Field of Science

Flushed with success

Regular visits to our teaching greenhouse are part of my job and mental health program. Although the facility is not physically impressive, the number and variety of plants contained therein is quite impressive. Interesting observations of exotic plants happen regularly.

Over 20 years ago I brought a small tropical tree seedling back from Queensland Australia. It’s the genus Maniltoa in the legume (bean) family and it now has nearly outgrown the greenhouse. If it were not pushing up against the greenhouse glass this tree’s limbs and leaves would show a graceful arching. But this plant has a most unusual and ornamental feature. It produces huge buds from which emerge whole branches bearing nearly full-sized leaves, but here’s the strange part, these branches and their leaves are pink and totally limp.
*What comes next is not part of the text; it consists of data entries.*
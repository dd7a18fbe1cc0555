//! The built-in resource catalog.

use skillscout_types::{ResourceRecord, SkillKey};

const DATA_SCIENCE: &[ResourceRecord] = &[
    ResourceRecord::new(
        "Kaggle Learn - Data Science",
        "https://www.kaggle.com/learn/data-science",
        "Hands-on micro-courses and projects to build data science expertise.",
    ),
    ResourceRecord::new(
        "edX - Data Science Essentials",
        "https://www.edx.org/course/data-science-essentials",
        "Fundamental concepts and skills, including statistics and Python.",
    ),
    ResourceRecord::new(
        "Coursera - IBM Data Science Professional Certificate",
        "https://www.coursera.org/professional-certificates/ibm-data-science",
        "Comprehensive path covering data analysis, visualization, and machine learning.",
    ),
    ResourceRecord::new(
        "Google Data Analytics Certificate",
        "https://www.coursera.org/professional-certificates/google-data-analytics",
        "Beginner-friendly program focusing on real-world data analytics skills.",
    ),
];

const MACHINE_LEARNING: &[ResourceRecord] = &[
    ResourceRecord::new(
        "Coursera - Machine Learning by Andrew Ng",
        "https://www.coursera.org/learn/machine-learning",
        "Classic introductory course with algorithms and practical examples.",
    ),
    ResourceRecord::new(
        "fast.ai - Practical Deep Learning",
        "https://course.fast.ai/",
        "Hands-on deep learning course with a focus on real coding skills.",
    ),
    ResourceRecord::new(
        "Google AI - Crash Course",
        "https://developers.google.com/machine-learning/crash-course",
        "Google's free refresher with videos, exercises, and case studies.",
    ),
];

const WEB_DEVELOPMENT: &[ResourceRecord] = &[
    ResourceRecord::new(
        "freeCodeCamp - Web Development",
        "https://www.freecodecamp.org/learn",
        "Free, comprehensive tutorials spanning front-end and back-end technologies.",
    ),
    ResourceRecord::new(
        "The Odin Project",
        "https://www.theodinproject.com/",
        "Project-based full-stack curriculum with community support.",
    ),
    ResourceRecord::new(
        "MDN Web Docs",
        "https://developer.mozilla.org/en-US/docs/Learn",
        "Mozilla's authoritative web development documentation for all skill levels.",
    ),
];

const DEFAULT_RESOURCES: &[ResourceRecord] = &[
    ResourceRecord::new(
        "freeCodeCamp",
        "https://www.freecodecamp.org/",
        "Wide-ranging tutorials on programming, web development, and more.",
    ),
    ResourceRecord::new(
        "Coursera",
        "https://www.coursera.org/",
        "University-level courses across many disciplines, many free to audit.",
    ),
    ResourceRecord::new(
        "Khan Academy",
        "https://www.khanacademy.org/",
        "Extensive video lessons on a variety of academic and technical subjects.",
    ),
    ResourceRecord::new(
        "edX",
        "https://www.edx.org/",
        "High-quality courses from top universities and institutions.",
    ),
];

static BUILTIN: ResourceCatalog = ResourceCatalog {
    entries: &[
        ("data science", DATA_SCIENCE),
        ("machine learning", MACHINE_LEARNING),
        ("web development", WEB_DEVELOPMENT),
    ],
    default: DEFAULT_RESOURCES,
};

/// Immutable mapping from normalized skill key to an ordered resource list,
/// plus the list used when no key matches.
///
/// Keys are lowercase and trimmed; the default list is never empty. List
/// order is display order.
#[derive(Debug)]
pub struct ResourceCatalog {
    entries: &'static [(&'static str, &'static [ResourceRecord])],
    default: &'static [ResourceRecord],
}

impl ResourceCatalog {
    /// The catalog compiled into the binary.
    #[must_use]
    pub fn builtin() -> &'static Self {
        &BUILTIN
    }

    /// Records registered under `key`, or the default list.
    #[must_use]
    pub fn lookup(&self, key: &SkillKey) -> &'static [ResourceRecord] {
        self.get(key).unwrap_or(self.default)
    }

    /// Records registered under `key`, without falling back.
    #[must_use]
    pub fn get(&self, key: &SkillKey) -> Option<&'static [ResourceRecord]> {
        self.entries
            .iter()
            .find(|(registered, _)| *registered == key.as_str())
            .map(|(_, records)| *records)
    }

    #[must_use]
    pub fn default_resources(&self) -> &'static [ResourceRecord] {
        self.default
    }

    /// Registered skill keys in registration order.
    pub fn keys(&self) -> impl Iterator<Item = &'static str> + '_ {
        self.entries.iter().map(|(key, _)| *key)
    }
}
They dangle down like rags, and since the tree tends to flush, a number of such pink branches emerge from buds all at once. Such flushes of new vegetation are thought to overwhelm herbivores that might attack the new foliage.

Slowly, over a couple of weeks, the pink pigments fade and chlorophyll slowly develops turning the leaves pale green. And then, over another few weeks, the branches and leaves slowly pull themselves up into a rather graceful arch. They accomplish this by having a specialized swollen zone called a pulvinus at the base of leaflets, leaves, and branches. Looking and acting a bit like a knuckle, the pulvinus (see close up on right) reorients the branches and leaves. The same structures close up and droop many legume leaves at night and account for the movement of leaves on the touch sensitive Mimosa pucida, another legume.

So our Maniltoa has provided us with a bit of colorful tropical cheer on a cold, late winter day. Enjoy.